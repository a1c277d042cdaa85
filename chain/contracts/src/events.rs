//! Contract events
//!
//! Events are immutable records appended once a call has committed. A failed
//! call emits nothing.

use serde::{Deserialize, Serialize};
use swap_types::ids::{Address, SwapId};
use swap_types::numeric::Rate;

use crate::rates::SwapPair;

/// Asset addresses bound at initialization.
#[derive(Debug, Clone, Copy, PartialEq, Eq, Serialize, Deserialize)]
pub struct AssetReference {
    /// Primary project token
    pub token: Address,
    /// Secondary project token, accepted as an alternative swap output
    pub secondary_token: Address,
    /// Stable reference asset (USDC)
    pub stable_asset: Address,
    /// Marker address under which the native asset is tracked
    pub native_marker: Address,
}

/// Engine initialized and bound to its admin, assets, and rates.
#[derive(Debug, Clone, PartialEq, Eq, Serialize, Deserialize)]
pub struct Initialized {
    pub admin: Address,
    pub assets: AssetReference,
    pub rates: [Rate; 3],
}

/// Conversion rates replaced by the admin.
#[derive(Debug, Clone, PartialEq, Eq, Serialize, Deserialize)]
pub struct RatesUpdated {
    pub previous: [Rate; 3],
    pub current: [Rate; 3],
}

/// A swap completed.
#[derive(Debug, Clone, PartialEq, Eq, Serialize, Deserialize)]
pub struct Swapped {
    pub swap_id: SwapId,
    pub pair: SwapPair,
    pub caller: Address,
    pub asset_in: Address,
    pub amount_in: u128,
    pub asset_out: Address,
    pub amount_out: u128,
    pub rate: Rate,
}

/// Native asset withdrawn to the admin.
#[derive(Debug, Clone, PartialEq, Eq, Serialize, Deserialize)]
pub struct NativeWithdrawn {
    pub admin: Address,
    pub amount: u128,
    /// Engine native balance after the withdrawal
    pub remaining: u128,
}

/// Enum wrapper for all contract events, enabling uniform handling.
#[derive(Debug, Clone, PartialEq, Eq, Serialize, Deserialize)]
pub enum ContractEvent {
    Initialized(Initialized),
    RatesUpdated(RatesUpdated),
    Swapped(Swapped),
    NativeWithdrawn(NativeWithdrawn),
}
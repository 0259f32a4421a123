//! Spreadsheet export boundary: event requirement reports.
//!
//! The external writer consumes one group per category; each row is the cell
//! sequence the warehouse checklist expects.

use std::collections::BTreeMap;

use serde::Serialize;

use labelstock_inventory::InventoryStore;
use labelstock_planner::{PlanEvent, deficit_report};

/// Marker cell emitted ahead of a sample quantity.
pub const SAMPLE_MARKER: &str = "SAMPLE";

/// Group title for requirements whose label no longer resolves.
const UNCATEGORIZED: &str = "UNCATEGORIZED";

/// One report row.
#[derive(Debug, Clone, PartialEq, Eq, Serialize)]
pub struct RequirementExportRow {
    pub required_quantity: i64,
    /// Uppercased for the printed checklist.
    pub label_name: String,
    /// Present only when the sample requirement is > 0.
    pub sample_quantity: Option<i64>,
}

impl RequirementExportRow {
    /// Cells for the external writer: an empty placeholder, the required
    /// quantity, the label name, then the sample marker and quantity when
    /// samples are required.
    pub fn cells(&self) -> Vec<String> {
        let mut cells = vec![
            String::new(),
            self.required_quantity.to_string(),
            self.label_name.clone(),
        ];
        if let Some(sample) = self.sample_quantity {
            cells.push(SAMPLE_MARKER.to_string());
            cells.push(sample.to_string());
        }
        cells
    }
}

/// Report rows for one category.
#[derive(Debug, Clone, PartialEq, Eq, Serialize)]
pub struct RequirementExportGroup {
    /// Uppercased category title.
    pub category: String,
    pub rows: Vec<RequirementExportRow>,
}

/// Build the grouped requirement report for one event.
///
/// Rows are sorted by label name within each group; groups are ordered by
/// category title.
pub fn requirement_export(
    event: &PlanEvent,
    inventory: &InventoryStore,
) -> Vec<RequirementExportGroup> {
    let mut groups: BTreeMap<String, Vec<RequirementExportRow>> = BTreeMap::new();

    for row in deficit_report(event, inventory) {
        let category = row
            .category
            .map_or_else(|| UNCATEGORIZED.to_string(), |c| c.as_str().to_uppercase());
        groups.entry(category).or_default().push(RequirementExportRow {
            required_quantity: row.required_quantity,
            label_name: row.label_name.to_uppercase(),
            sample_quantity: (row.required_sample_quantity > 0)
                .then_some(row.required_sample_quantity),
        });
    }

    groups
        .into_iter()
        .map(|(category, rows)| RequirementExportGroup { category, rows })
        .collect()
}
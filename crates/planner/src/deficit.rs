//! Read-only shortage analysis for the planning stage.

use serde::Serialize;

use labelstock_core::{Category, LabelId};
use labelstock_inventory::InventoryStore;

use crate::event::PlanEvent;

/// Fallback display name for requirements whose label no longer resolves.
const UNKNOWN_LABEL: &str = "unknown label";

/// One requirement annotated with current stock and per-field deficits.
#[derive(Debug, Clone, PartialEq, Eq, Serialize)]
pub struct RequirementDeficit {
    pub label_id: LabelId,
    pub label_name: String,
    pub category: Option<Category>,
    pub required_quantity: i64,
    pub current_quantity: i64,
    pub unit_deficit: i64,
    pub required_sample_quantity: i64,
    pub current_sample_quantity: i64,
    pub sample_deficit: i64,
}

impl RequirementDeficit {
    /// Zero deficit on both fields: fully satisfiable today.
    pub fn is_satisfiable(&self) -> bool {
        self.unit_deficit == 0 && self.sample_deficit == 0
    }
}

/// Compute per-requirement deficits against current inventory.
///
/// `deficit = max(0, required - current)`, independently for regular and
/// sample quantities. Rows are sorted by label name; labels that no longer
/// resolve get a fallback name and no category.
pub fn deficit_report(event: &PlanEvent, inventory: &InventoryStore) -> Vec<RequirementDeficit> {
    let mut rows: Vec<RequirementDeficit> = event
        .requirements()
        .iter()
        .map(|req| {
            let stock = inventory.get(&req.label_id);
            let current_quantity = stock.map_or(0, |s| s.quantity);
            let current_sample_quantity = stock.map_or(0, |s| s.sample_quantity);
            RequirementDeficit {
                label_id: req.label_id.clone(),
                label_name: stock.map_or_else(|| UNKNOWN_LABEL.to_string(), |s| s.name.clone()),
                category: stock.map(|s| s.category),
                required_quantity: req.required_quantity,
                current_quantity,
                unit_deficit: (req.required_quantity - current_quantity).max(0),
                required_sample_quantity: req.required_sample_quantity,
                current_sample_quantity,
                sample_deficit: (req.required_sample_quantity - current_sample_quantity).max(0),
            }
        })
        .collect();

    rows.sort_by(|a, b| a.label_name.cmp(&b.label_name));
    rows
}
//! Domain error model.

use thiserror::Error;

use crate::id::LabelId;

/// Result type used across the domain layer.
pub type DomainResult<T> = Result<T, DomainError>;

/// Domain-level error.
///
/// Every variant is recoverable and user-facing; callers report the message
/// and leave the system in its prior state. Batch variants carry the
/// offending spreadsheet row (1-indexed display plus a header row, so input
/// line `i` is row `i + 2`).
#[derive(Debug, Error, Clone, PartialEq, Eq)]
pub enum DomainError {
    /// A value failed validation (empty name, bad import column, ...).
    #[error("validation failed: {0}")]
    Validation(String),

    /// An identifier was invalid (e.g. parse failure).
    #[error("invalid identifier: {0}")]
    InvalidId(String),

    /// A batch line referenced a label id that does not exist.
    #[error("row {row}: no label with id '{label_id}' exists")]
    UnknownLabel { row: usize, label_id: LabelId },

    /// A withdrawal would drive the regular quantity negative.
    #[error(
        "row {row}: insufficient regular stock for '{label_name}': attempted to withdraw {attempted}, only {available} available"
    )]
    InsufficientRegularStock {
        row: usize,
        label_name: String,
        attempted: i64,
        available: i64,
    },

    /// A withdrawal would drive the sample quantity negative.
    #[error(
        "row {row}: insufficient sample stock for '{label_name}': attempted to withdraw {attempted}, only {available} available"
    )]
    InsufficientSampleStock {
        row: usize,
        label_name: String,
        attempted: i64,
        available: i64,
    },

    /// No event with the requested id.
    #[error("event not found")]
    EventNotFound,

    /// The event has already been completed; the transition is terminal.
    #[error("event has already been completed")]
    EventAlreadyCompleted,

    /// No label with the requested id.
    #[error("label not found")]
    LabelNotFound,

    /// Deletion blocked: the label still holds regular or sample stock.
    #[error("label still has stock; withdraw all units and samples first")]
    LabelHasStock,

    /// Deletion blocked: a planning-status event references the label.
    #[error("label is required by an event still in planning")]
    LabelInUseByPlanningEvent,
}

impl DomainError {
    pub fn validation(msg: impl Into<String>) -> Self {
        Self::Validation(msg.into())
    }

    pub fn invalid_id(msg: impl Into<String>) -> Self {
        Self::InvalidId(msg.into())
    }
}
//! `labelstock-planner` — planning events that reserve stock against future
//! requirements.
//!
//! A [`PlanEvent`] moves `planning → completed` exactly once, driven by a
//! successful withdrawal batch of all its requirements. Deficit analysis is a
//! read-only view for the planning stage.

pub mod deficit;
pub mod event;

pub use deficit::{RequirementDeficit, deficit_report};
pub use event::{EventRequirement, EventStatus, PlanEvent};
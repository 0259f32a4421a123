use std::collections::BTreeMap;

use labelstock_core::LabelId;

use crate::label::LabelStock;

/// Authoritative mapping of label id to stock record.
///
/// Readers get references or a cloned [`snapshot`](Self::snapshot); the batch
/// engine commits through [`replace_all`](Self::replace_all). Catalog
/// administration inserts and removes whole records and edits name/category,
/// never quantities.
#[derive(Debug, Clone, Default, PartialEq)]
pub struct InventoryStore {
    labels: BTreeMap<LabelId, LabelStock>,
}

impl InventoryStore {
    pub fn new() -> Self {
        Self::default()
    }

    pub fn with_labels(labels: impl IntoIterator<Item = LabelStock>) -> Self {
        Self {
            labels: labels
                .into_iter()
                .map(|label| (label.id.clone(), label))
                .collect(),
        }
    }

    pub fn get(&self, id: &LabelId) -> Option<&LabelStock> {
        self.labels.get(id)
    }

    pub fn get_mut(&mut self, id: &LabelId) -> Option<&mut LabelStock> {
        self.labels.get_mut(id)
    }

    pub fn contains(&self, id: &LabelId) -> bool {
        self.labels.contains_key(id)
    }

    /// All records, ordered by label id.
    pub fn iter(&self) -> impl Iterator<Item = &LabelStock> {
        self.labels.values()
    }

    pub fn len(&self) -> usize {
        self.labels.len()
    }

    pub fn is_empty(&self) -> bool {
        self.labels.is_empty()
    }

    /// Borrow the full mapping (the batch engine's snapshot input).
    pub fn records(&self) -> &BTreeMap<LabelId, LabelStock> {
        &self.labels
    }

    /// Cloned copy of the full mapping.
    pub fn snapshot(&self) -> BTreeMap<LabelId, LabelStock> {
        self.labels.clone()
    }

    /// Atomic commit: replace the whole mapping with an engine outcome.
    pub fn replace_all(&mut self, labels: BTreeMap<LabelId, LabelStock>) {
        self.labels = labels;
    }

    pub fn insert(&mut self, label: LabelStock) {
        self.labels.insert(label.id.clone(), label);
    }

    pub fn remove(&mut self, id: &LabelId) -> Option<LabelStock> {
        self.labels.remove(id)
    }
}
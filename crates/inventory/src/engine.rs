//! Batch stock-adjustment engine.
//!
//! Applies an ordered list of signed quantity deltas to an inventory
//! snapshot, all-or-nothing. Shared by spreadsheet imports, event completion,
//! and ad-hoc single transactions (a one-row batch).

use std::collections::BTreeMap;

use chrono::{DateTime, Utc};

use labelstock_core::{DomainError, DomainResult, LabelId};
use labelstock_ledger::{Transaction, TransactionKind};

use crate::label::LabelStock;

/// One batch line: signed deltas for a label.
///
/// Positive deltas add stock, negative deltas withdraw it.
#[derive(Debug, Clone, PartialEq, Eq)]
pub struct AdjustmentLine {
    pub label_id: LabelId,
    pub regular_delta: i64,
    pub sample_delta: i64,
}

impl AdjustmentLine {
    pub fn new(label_id: LabelId, regular_delta: i64, sample_delta: i64) -> Self {
        Self {
            label_id,
            regular_delta,
            sample_delta,
        }
    }
}

/// Result of a validated batch: the corrected snapshot and the transactions
/// to commit, in processing order.
#[derive(Debug, Clone, PartialEq)]
pub struct BatchOutcome {
    pub inventory: BTreeMap<LabelId, LabelStock>,
    pub transactions: Vec<Transaction>,
    /// Number of input lines processed (zero-delta lines included).
    pub processed: usize,
}

/// User-facing row number for input line `index`.
///
/// Spreadsheet rows are 1-indexed and the first row is the header, so line
/// `i` is reported as row `i + 2`.
pub fn display_row(index: usize) -> usize {
    index + 2
}

/// Validate and apply a batch of adjustment lines against a snapshot.
///
/// Pure: the snapshot is cloned into a working map and the caller's state is
/// never touched. Lines are processed strictly in input order and the first
/// failure aborts the whole batch. On success, every synthesized transaction
/// corresponds to one non-zero line, in processing order; the caller commits
/// by replacing the store's mapping and prepending the transactions to the
/// ledger in reverse.
pub fn apply_batch(
    snapshot: &BTreeMap<LabelId, LabelStock>,
    lines: &[AdjustmentLine],
    now: DateTime<Utc>,
) -> DomainResult<BatchOutcome> {
    let mut working = snapshot.clone();
    let mut transactions = Vec::new();

    for (index, line) in lines.iter().enumerate() {
        let row = display_row(index);

        let Some(stock) = working.get_mut(&line.label_id) else {
            return Err(DomainError::UnknownLabel {
                row,
                label_id: line.label_id.clone(),
            });
        };

        let new_regular = stock.quantity + line.regular_delta;
        let new_sample = stock.sample_quantity + line.sample_delta;

        if new_regular < 0 {
            return Err(DomainError::InsufficientRegularStock {
                row,
                label_name: stock.name.clone(),
                attempted: -line.regular_delta,
                available: stock.quantity,
            });
        }
        if new_sample < 0 {
            return Err(DomainError::InsufficientSampleStock {
                row,
                label_name: stock.name.clone(),
                attempted: -line.sample_delta,
                available: stock.sample_quantity,
            });
        }

        stock.quantity = new_regular;
        stock.sample_quantity = new_sample;

        let regular_magnitude = line.regular_delta.abs();
        let sample_magnitude = line.sample_delta.abs();

        if regular_magnitude > 0 || sample_magnitude > 0 {
            // A line mixing a positive and a negative delta counts as a
            // withdrawal; only all-non-negative lines are additions.
            let kind = if line.regular_delta >= 0 && line.sample_delta >= 0 {
                TransactionKind::Addition
            } else {
                TransactionKind::Withdrawal
            };
            transactions.push(Transaction::new(
                line.label_id.clone(),
                stock.name.clone(),
                kind,
                regular_magnitude,
                sample_magnitude,
                now,
            ));
        }
    }

    Ok(BatchOutcome {
        inventory: working,
        transactions,
        processed: lines.len(),
    })
}

#[cfg(test)]
mod tests {
    use labelstock_core::Category;

    use super::*;

    fn snapshot(labels: Vec<LabelStock>) -> BTreeMap<LabelId, LabelStock> {
        labels
            .into_iter()
            .map(|label| (label.id.clone(), label))
            .collect()
    }

    fn label(id: &str, name: &str, quantity: i64, sample_quantity: i64) -> LabelStock {
        LabelStock::new(LabelId::new(id), name, Category::Body, quantity, sample_quantity)
    }

    fn line(id: &str, regular: i64, sample: i64) -> AdjustmentLine {
        AdjustmentLine::new(LabelId::new(id), regular, sample)
    }

    #[test]
    fn withdrawal_updates_stock_and_synthesizes_one_transaction() {
        let inventory = snapshot(vec![label("lbl-1", "Adhesive 5x5", 10, 0)]);

        let outcome = apply_batch(&inventory, &[line("lbl-1", -5, 0)], Utc::now()).unwrap();

        let updated = &outcome.inventory[&LabelId::new("lbl-1")];
        assert_eq!(updated.quantity, 5);
        assert_eq!(updated.sample_quantity, 0);

        assert_eq!(outcome.transactions.len(), 1);
        let tx = &outcome.transactions[0];
        assert_eq!(tx.kind, TransactionKind::Withdrawal);
        assert_eq!(tx.quantity, 5);
        assert_eq!(tx.sample_quantity, None);
        assert_eq!(tx.label_name, "Adhesive 5x5");
        assert_eq!(outcome.processed, 1);
    }

    #[test]
    fn overdraw_fails_with_attempted_and_available_amounts() {
        let inventory = snapshot(vec![label("lbl-1", "Thermal 10x8", 3, 0)]);

        let err = apply_batch(&inventory, &[line("lbl-1", -5, 0)], Utc::now()).unwrap_err();

        assert_eq!(
            err,
            DomainError::InsufficientRegularStock {
                row: 2,
                label_name: "Thermal 10x8".to_string(),
                attempted: 5,
                available: 3,
            }
        );
        // The caller's snapshot is untouched.
        assert_eq!(inventory[&LabelId::new("lbl-1")].quantity, 3);
    }

    #[test]
    fn sample_overdraw_fails_with_its_own_error() {
        let inventory = snapshot(vec![label("lbl-1", "Thermal 10x8", 10, 2)]);

        let err = apply_batch(&inventory, &[line("lbl-1", 0, -4)], Utc::now()).unwrap_err();

        assert_eq!(
            err,
            DomainError::InsufficientSampleStock {
                row: 2,
                label_name: "Thermal 10x8".to_string(),
                attempted: 4,
                available: 2,
            }
        );
    }

    #[test]
    fn unknown_label_aborts_with_the_offending_id() {
        let inventory = snapshot(vec![label("lbl-1", "Adhesive 5x5", 10, 0)]);

        let err = apply_batch(
            &inventory,
            &[line("lbl-1", 1, 0), line("lbl-9", 1, 0)],
            Utc::now(),
        )
        .unwrap_err();

        assert_eq!(
            err,
            DomainError::UnknownLabel {
                row: 3,
                label_id: LabelId::new("lbl-9"),
            }
        );
    }

    #[test]
    fn failure_on_line_index_i_reports_row_i_plus_2() {
        let inventory = snapshot(vec![label("lbl-1", "Adhesive 5x5", 100, 0)]);

        let first = apply_batch(&inventory, &[line("lbl-9", 1, 0)], Utc::now()).unwrap_err();
        assert!(matches!(first, DomainError::UnknownLabel { row: 2, .. }));

        let third = apply_batch(
            &inventory,
            &[line("lbl-1", 1, 0), line("lbl-1", 1, 0), line("lbl-9", 1, 0)],
            Utc::now(),
        )
        .unwrap_err();
        assert!(matches!(third, DomainError::UnknownLabel { row: 4, .. }));
    }

    #[test]
    fn mixed_sign_line_is_classified_as_withdrawal() {
        let inventory = snapshot(vec![label("lbl-1", "Adhesive 5x5", 10, 10)]);

        let outcome = apply_batch(&inventory, &[line("lbl-1", 5, -2)], Utc::now()).unwrap();

        let tx = &outcome.transactions[0];
        assert_eq!(tx.kind, TransactionKind::Withdrawal);
        assert_eq!(tx.quantity, 5);
        assert_eq!(tx.sample_quantity, Some(2));
    }

    #[test]
    fn non_negative_line_is_classified_as_addition() {
        let inventory = snapshot(vec![label("lbl-1", "Adhesive 5x5", 10, 10)]);

        let outcome = apply_batch(&inventory, &[line("lbl-1", 5, 0)], Utc::now()).unwrap();

        assert_eq!(outcome.transactions[0].kind, TransactionKind::Addition);
    }

    #[test]
    fn zero_delta_line_synthesizes_no_transaction_but_counts_as_processed() {
        let inventory = snapshot(vec![label("lbl-1", "Adhesive 5x5", 10, 0)]);

        let outcome = apply_batch(
            &inventory,
            &[line("lbl-1", 0, 0), line("lbl-1", 3, 0)],
            Utc::now(),
        )
        .unwrap();

        assert_eq!(outcome.transactions.len(), 1);
        assert_eq!(outcome.processed, 2);
    }

    #[test]
    fn later_lines_see_earlier_lines_updates() {
        let inventory = snapshot(vec![label("lbl-1", "Adhesive 5x5", 0, 0)]);

        // The second line withdraws stock that only exists because the first
        // line deposited it into the working map.
        let outcome = apply_batch(
            &inventory,
            &[line("lbl-1", 10, 0), line("lbl-1", -10, 0)],
            Utc::now(),
        )
        .unwrap();

        assert_eq!(outcome.inventory[&LabelId::new("lbl-1")].quantity, 0);
        assert_eq!(outcome.transactions.len(), 2);
    }

    #[test]
    fn transactions_come_out_in_processing_order() {
        let inventory = snapshot(vec![
            label("lbl-1", "A", 10, 0),
            label("lbl-2", "B", 10, 0),
            label("lbl-3", "C", 10, 0),
        ]);

        let outcome = apply_batch(
            &inventory,
            &[line("lbl-1", 1, 0), line("lbl-2", 2, 0), line("lbl-3", 3, 0)],
            Utc::now(),
        )
        .unwrap();

        let names: Vec<&str> = outcome
            .transactions
            .iter()
            .map(|t| t.label_name.as_str())
            .collect();
        assert_eq!(names, vec!["A", "B", "C"]);
    }

    mod properties {
        use proptest::prelude::*;

        use super::*;

        const LABEL_IDS: [&str; 4] = ["lbl-1", "lbl-2", "lbl-3", "lbl-4"];

        fn arb_inventory() -> impl Strategy<Value = BTreeMap<LabelId, LabelStock>> {
            proptest::collection::vec(0_i64..500, LABEL_IDS.len()).prop_flat_map(|quantities| {
                proptest::collection::vec(0_i64..50, LABEL_IDS.len()).prop_map(move |samples| {
                    LABEL_IDS
                        .iter()
                        .zip(quantities.iter().zip(samples.iter()))
                        .map(|(id, (&quantity, &sample))| {
                            let label = LabelStock::new(
                                LabelId::new(*id),
                                format!("Label {id}"),
                                Category::Facial,
                                quantity,
                                sample,
                            );
                            (label.id.clone(), label)
                        })
                        .collect::<BTreeMap<LabelId, LabelStock>>()
                })
            })
        }

        fn arb_lines() -> impl Strategy<Value = Vec<AdjustmentLine>> {
            proptest::collection::vec(
                (0..LABEL_IDS.len(), -200_i64..200, -40_i64..40)
                    .prop_map(|(index, regular, sample)| {
                        AdjustmentLine::new(LabelId::new(LABEL_IDS[index]), regular, sample)
                    }),
                0..12,
            )
        }

        proptest! {
            /// Success never leaves a negative quantity anywhere.
            #[test]
            fn success_preserves_non_negativity(
                inventory in arb_inventory(),
                lines in arb_lines(),
            ) {
                if let Ok(outcome) = apply_batch(&inventory, &lines, Utc::now()) {
                    for stock in outcome.inventory.values() {
                        prop_assert!(stock.quantity >= 0);
                        prop_assert!(stock.sample_quantity >= 0);
                    }
                }
            }

            /// Exactly the non-zero lines synthesize transactions, and the
            /// processed count is the input line count.
            #[test]
            fn transaction_count_matches_non_zero_lines(
                inventory in arb_inventory(),
                lines in arb_lines(),
            ) {
                if let Ok(outcome) = apply_batch(&inventory, &lines, Utc::now()) {
                    let non_zero = lines
                        .iter()
                        .filter(|l| l.regular_delta != 0 || l.sample_delta != 0)
                        .count();
                    prop_assert_eq!(outcome.transactions.len(), non_zero);
                    prop_assert_eq!(outcome.processed, lines.len());
                }
            }

            /// Failures are row-addressed within the input range, and the
            /// caller's snapshot is never mutated either way.
            #[test]
            fn failures_are_row_addressed_and_side_effect_free(
                inventory in arb_inventory(),
                lines in arb_lines(),
            ) {
                let before = inventory.clone();
                let result = apply_batch(&inventory, &lines, Utc::now());
                prop_assert_eq!(&inventory, &before);

                if let Err(err) = result {
                    let row = match err {
                        DomainError::UnknownLabel { row, .. }
                        | DomainError::InsufficientRegularStock { row, .. }
                        | DomainError::InsufficientSampleStock { row, .. } => row,
                        other => {
                            prop_assert!(false, "unexpected error variant: {other:?}");
                            unreachable!()
                        }
                    };
                    prop_assert!(row >= 2);
                    prop_assert!(row <= lines.len() + 1);
                }
            }

            /// A transaction is an addition iff both deltas of its line are
            /// non-negative.
            #[test]
            fn classification_follows_the_sign_rule(
                inventory in arb_inventory(),
                lines in arb_lines(),
            ) {
                if let Ok(outcome) = apply_batch(&inventory, &lines, Utc::now()) {
                    let non_zero: Vec<&AdjustmentLine> = lines
                        .iter()
                        .filter(|l| l.regular_delta != 0 || l.sample_delta != 0)
                        .collect();
                    for (line, tx) in non_zero.iter().zip(outcome.transactions.iter()) {
                        let expected = if line.regular_delta >= 0 && line.sample_delta >= 0 {
                            TransactionKind::Addition
                        } else {
                            TransactionKind::Withdrawal
                        };
                        prop_assert_eq!(tx.kind, expected);
                        prop_assert_eq!(tx.quantity, line.regular_delta.abs());
                    }
                }
            }
        }
    }
}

- [What the task asks] Copy each line of the records above that carries the word "whole".

- [Expected answer]
/// administration inserts and removes whole records and edits name/category,
    /// Atomic commit: replace the whole mapping with an engine outcome.
/// failure aborts the whole batch. On success, every synthesized transaction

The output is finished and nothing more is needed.